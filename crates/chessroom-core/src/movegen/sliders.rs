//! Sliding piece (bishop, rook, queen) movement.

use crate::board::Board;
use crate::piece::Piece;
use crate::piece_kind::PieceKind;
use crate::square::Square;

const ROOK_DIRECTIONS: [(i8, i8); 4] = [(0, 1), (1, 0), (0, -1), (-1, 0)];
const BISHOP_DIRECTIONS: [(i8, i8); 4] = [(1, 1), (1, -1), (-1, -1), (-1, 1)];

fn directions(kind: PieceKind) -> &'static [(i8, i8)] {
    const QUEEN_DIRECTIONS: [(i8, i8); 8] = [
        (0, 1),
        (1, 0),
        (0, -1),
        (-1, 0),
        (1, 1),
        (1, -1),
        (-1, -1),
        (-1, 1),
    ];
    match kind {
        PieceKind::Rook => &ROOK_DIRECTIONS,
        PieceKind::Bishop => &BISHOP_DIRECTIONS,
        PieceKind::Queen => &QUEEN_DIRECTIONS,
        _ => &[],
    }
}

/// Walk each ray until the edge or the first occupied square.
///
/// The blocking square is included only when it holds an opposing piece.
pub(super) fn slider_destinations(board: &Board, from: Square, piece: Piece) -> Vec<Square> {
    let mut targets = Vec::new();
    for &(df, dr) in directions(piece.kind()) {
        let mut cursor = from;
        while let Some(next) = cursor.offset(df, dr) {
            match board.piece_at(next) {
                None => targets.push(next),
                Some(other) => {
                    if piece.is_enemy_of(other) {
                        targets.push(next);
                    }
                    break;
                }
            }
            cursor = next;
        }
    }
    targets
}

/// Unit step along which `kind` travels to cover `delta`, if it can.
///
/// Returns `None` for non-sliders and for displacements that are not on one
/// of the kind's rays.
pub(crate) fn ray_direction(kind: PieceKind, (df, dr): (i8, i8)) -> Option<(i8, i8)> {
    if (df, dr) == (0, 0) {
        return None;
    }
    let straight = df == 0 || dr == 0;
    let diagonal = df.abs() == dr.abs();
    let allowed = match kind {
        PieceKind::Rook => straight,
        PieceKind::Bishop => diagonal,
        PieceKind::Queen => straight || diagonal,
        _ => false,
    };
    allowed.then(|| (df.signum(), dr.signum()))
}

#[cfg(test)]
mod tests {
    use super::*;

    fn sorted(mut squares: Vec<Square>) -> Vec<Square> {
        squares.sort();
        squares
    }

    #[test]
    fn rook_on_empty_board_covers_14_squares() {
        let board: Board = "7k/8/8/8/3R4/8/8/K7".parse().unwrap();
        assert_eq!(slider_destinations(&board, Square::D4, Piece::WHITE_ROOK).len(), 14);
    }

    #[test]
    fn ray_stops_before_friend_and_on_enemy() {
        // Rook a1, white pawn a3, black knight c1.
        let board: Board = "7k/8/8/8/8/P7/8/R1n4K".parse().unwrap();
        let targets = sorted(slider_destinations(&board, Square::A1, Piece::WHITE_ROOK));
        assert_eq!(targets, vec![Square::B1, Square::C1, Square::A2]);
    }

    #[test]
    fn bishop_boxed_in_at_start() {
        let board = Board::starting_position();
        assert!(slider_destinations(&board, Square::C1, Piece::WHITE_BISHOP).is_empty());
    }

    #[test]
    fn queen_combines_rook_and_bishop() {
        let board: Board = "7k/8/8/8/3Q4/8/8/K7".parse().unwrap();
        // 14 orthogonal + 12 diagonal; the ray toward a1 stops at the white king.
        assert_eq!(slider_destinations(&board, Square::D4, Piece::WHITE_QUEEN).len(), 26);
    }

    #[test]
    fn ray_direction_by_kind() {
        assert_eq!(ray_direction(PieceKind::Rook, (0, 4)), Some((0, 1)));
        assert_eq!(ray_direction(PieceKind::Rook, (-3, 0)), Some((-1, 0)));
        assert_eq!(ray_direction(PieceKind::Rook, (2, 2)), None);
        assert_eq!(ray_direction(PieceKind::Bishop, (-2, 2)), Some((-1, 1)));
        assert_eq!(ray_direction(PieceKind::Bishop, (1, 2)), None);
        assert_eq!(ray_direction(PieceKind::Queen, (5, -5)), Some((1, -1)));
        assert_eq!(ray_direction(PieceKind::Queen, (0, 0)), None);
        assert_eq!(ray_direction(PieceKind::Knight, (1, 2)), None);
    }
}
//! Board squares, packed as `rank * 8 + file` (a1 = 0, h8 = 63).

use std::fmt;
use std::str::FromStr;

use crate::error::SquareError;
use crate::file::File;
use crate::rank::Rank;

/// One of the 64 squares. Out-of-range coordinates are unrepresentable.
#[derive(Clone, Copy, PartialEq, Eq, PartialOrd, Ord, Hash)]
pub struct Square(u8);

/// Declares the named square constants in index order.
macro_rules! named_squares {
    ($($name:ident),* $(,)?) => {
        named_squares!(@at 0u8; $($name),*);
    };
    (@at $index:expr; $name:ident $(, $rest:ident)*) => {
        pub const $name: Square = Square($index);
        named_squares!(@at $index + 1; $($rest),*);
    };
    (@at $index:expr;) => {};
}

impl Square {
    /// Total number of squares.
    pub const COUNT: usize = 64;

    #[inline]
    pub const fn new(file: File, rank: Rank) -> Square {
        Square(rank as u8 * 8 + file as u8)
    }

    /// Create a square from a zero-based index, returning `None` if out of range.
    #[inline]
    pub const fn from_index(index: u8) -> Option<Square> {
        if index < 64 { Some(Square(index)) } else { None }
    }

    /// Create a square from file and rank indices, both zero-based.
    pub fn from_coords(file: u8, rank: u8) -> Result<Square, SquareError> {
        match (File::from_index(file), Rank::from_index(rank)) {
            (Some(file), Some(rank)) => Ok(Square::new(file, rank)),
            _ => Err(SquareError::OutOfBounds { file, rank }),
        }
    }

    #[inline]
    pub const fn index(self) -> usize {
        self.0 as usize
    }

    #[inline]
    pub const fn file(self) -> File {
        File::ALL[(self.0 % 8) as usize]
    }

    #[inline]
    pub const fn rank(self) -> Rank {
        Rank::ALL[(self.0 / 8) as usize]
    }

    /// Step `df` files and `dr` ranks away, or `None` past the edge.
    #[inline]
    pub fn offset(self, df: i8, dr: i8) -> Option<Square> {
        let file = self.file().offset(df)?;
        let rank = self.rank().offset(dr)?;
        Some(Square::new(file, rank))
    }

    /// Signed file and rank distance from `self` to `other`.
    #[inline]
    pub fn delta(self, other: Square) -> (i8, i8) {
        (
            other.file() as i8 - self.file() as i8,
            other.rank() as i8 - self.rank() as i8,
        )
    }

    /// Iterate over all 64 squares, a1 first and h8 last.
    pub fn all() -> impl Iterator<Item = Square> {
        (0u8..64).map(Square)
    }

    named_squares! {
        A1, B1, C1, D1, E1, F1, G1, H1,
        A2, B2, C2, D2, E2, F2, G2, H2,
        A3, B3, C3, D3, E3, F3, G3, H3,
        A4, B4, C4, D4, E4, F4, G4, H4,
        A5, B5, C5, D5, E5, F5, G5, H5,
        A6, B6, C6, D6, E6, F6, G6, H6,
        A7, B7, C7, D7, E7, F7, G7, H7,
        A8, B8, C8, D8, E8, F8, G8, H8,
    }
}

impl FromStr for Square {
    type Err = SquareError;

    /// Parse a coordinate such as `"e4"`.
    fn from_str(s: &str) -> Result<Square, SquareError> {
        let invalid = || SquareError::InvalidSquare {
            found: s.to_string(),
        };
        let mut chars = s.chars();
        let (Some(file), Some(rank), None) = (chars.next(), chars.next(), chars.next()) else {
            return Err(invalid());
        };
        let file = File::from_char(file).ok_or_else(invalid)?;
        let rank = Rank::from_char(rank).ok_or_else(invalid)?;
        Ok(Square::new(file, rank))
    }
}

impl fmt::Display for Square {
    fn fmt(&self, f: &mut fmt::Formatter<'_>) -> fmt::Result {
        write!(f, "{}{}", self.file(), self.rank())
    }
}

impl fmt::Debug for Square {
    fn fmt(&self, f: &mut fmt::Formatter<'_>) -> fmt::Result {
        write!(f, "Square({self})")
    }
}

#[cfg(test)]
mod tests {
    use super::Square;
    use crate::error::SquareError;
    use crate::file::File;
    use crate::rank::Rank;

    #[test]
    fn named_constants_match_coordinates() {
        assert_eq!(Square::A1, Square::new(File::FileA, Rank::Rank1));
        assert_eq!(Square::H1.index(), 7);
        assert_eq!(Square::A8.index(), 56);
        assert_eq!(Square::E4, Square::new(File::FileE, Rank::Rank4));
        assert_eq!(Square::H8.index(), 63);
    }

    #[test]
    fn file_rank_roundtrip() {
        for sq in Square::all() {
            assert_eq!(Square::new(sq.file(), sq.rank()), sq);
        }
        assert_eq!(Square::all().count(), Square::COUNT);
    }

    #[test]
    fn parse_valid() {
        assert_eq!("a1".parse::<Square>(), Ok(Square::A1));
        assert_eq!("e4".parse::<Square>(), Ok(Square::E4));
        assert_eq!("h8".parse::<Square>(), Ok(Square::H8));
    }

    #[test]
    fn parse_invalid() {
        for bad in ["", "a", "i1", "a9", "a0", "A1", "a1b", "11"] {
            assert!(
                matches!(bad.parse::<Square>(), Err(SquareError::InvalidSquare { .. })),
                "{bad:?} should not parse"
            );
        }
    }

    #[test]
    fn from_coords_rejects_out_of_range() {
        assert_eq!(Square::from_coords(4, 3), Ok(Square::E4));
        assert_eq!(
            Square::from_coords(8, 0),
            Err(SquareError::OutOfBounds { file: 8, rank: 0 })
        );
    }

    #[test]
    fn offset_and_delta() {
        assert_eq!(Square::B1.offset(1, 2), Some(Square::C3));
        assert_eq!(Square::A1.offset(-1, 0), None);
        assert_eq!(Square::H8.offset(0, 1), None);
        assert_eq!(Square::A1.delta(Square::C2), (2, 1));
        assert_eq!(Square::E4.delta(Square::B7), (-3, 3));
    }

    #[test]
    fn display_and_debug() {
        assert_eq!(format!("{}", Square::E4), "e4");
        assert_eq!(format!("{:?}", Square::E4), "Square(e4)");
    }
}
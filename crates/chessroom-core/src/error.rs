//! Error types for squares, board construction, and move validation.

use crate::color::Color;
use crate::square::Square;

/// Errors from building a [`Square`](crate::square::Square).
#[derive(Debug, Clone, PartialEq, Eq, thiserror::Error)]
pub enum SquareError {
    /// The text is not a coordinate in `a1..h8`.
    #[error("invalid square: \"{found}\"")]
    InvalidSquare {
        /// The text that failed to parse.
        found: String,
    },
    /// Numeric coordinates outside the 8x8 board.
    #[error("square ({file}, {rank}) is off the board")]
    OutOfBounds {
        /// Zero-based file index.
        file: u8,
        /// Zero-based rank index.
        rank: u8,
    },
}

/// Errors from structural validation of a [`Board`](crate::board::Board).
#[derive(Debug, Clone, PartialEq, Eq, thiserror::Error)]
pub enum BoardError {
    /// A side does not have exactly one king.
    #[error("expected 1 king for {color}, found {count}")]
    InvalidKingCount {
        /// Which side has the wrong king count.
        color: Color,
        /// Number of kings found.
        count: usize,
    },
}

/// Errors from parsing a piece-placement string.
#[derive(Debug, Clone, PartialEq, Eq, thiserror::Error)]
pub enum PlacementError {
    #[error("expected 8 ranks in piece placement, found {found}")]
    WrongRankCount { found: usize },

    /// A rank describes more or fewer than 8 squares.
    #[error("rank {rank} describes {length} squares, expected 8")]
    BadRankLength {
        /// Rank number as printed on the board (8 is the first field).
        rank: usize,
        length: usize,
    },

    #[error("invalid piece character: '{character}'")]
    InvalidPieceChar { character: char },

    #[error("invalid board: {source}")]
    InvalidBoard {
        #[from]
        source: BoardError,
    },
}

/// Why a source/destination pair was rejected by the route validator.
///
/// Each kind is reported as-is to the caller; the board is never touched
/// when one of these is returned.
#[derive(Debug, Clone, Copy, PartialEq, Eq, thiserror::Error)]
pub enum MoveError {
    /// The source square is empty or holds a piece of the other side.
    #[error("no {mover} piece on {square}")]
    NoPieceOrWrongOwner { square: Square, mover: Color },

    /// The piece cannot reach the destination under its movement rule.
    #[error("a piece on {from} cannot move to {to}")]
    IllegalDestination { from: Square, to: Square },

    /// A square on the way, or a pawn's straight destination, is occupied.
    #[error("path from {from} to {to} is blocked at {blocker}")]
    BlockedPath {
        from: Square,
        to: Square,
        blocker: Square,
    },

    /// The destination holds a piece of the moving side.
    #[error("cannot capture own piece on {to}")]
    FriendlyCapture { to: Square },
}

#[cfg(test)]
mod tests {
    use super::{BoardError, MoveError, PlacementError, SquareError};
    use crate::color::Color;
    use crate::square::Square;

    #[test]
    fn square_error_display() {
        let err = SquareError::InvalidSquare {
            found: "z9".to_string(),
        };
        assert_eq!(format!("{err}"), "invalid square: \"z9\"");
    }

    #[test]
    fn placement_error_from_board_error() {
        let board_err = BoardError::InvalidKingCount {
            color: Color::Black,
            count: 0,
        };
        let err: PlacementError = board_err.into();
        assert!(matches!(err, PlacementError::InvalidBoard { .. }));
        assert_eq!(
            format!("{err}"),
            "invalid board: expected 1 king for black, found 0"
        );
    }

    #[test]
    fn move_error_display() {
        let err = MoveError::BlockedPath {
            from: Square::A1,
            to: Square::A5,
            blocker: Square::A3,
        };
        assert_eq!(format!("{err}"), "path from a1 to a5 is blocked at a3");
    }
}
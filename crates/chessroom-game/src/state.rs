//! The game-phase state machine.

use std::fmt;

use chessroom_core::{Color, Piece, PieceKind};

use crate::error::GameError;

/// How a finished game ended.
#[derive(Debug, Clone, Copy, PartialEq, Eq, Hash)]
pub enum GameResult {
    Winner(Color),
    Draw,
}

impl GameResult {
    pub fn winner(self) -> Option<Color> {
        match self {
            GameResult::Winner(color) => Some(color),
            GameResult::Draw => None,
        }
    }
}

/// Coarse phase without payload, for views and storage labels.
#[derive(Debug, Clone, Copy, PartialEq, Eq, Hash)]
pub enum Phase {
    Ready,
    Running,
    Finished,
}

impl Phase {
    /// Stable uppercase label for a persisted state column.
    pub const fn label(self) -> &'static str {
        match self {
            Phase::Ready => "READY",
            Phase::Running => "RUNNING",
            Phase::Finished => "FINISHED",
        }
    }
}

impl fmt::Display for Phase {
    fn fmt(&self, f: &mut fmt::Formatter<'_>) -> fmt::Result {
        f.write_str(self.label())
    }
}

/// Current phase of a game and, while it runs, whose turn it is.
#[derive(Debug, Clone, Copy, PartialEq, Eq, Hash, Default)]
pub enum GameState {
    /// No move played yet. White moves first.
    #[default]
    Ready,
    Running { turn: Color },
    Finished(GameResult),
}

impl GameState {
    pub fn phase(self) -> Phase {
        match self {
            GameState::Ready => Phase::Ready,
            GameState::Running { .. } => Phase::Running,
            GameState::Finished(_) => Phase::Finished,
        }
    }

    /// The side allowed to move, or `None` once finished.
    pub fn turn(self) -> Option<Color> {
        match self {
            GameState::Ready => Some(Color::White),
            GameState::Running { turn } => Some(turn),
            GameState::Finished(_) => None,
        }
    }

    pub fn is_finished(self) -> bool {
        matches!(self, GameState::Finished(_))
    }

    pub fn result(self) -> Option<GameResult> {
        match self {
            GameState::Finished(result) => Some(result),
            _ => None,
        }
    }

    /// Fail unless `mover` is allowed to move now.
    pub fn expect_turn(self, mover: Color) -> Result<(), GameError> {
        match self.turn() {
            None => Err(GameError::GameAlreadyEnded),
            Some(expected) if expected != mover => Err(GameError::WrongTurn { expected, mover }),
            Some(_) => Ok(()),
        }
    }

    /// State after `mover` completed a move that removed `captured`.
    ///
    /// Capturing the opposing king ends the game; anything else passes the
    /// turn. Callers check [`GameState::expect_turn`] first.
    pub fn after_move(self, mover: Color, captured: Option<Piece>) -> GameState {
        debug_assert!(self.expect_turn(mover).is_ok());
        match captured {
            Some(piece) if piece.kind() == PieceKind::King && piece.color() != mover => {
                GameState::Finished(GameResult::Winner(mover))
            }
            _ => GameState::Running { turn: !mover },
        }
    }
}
+-------+
*What this task involves*:
Return the lines of the listing where the string "edge" appears.

*Answer to this task*:
/// Walk each ray until the edge or the first occupied square.
    /// Step `df` files and `dr` ranks away, or `None` past the edge.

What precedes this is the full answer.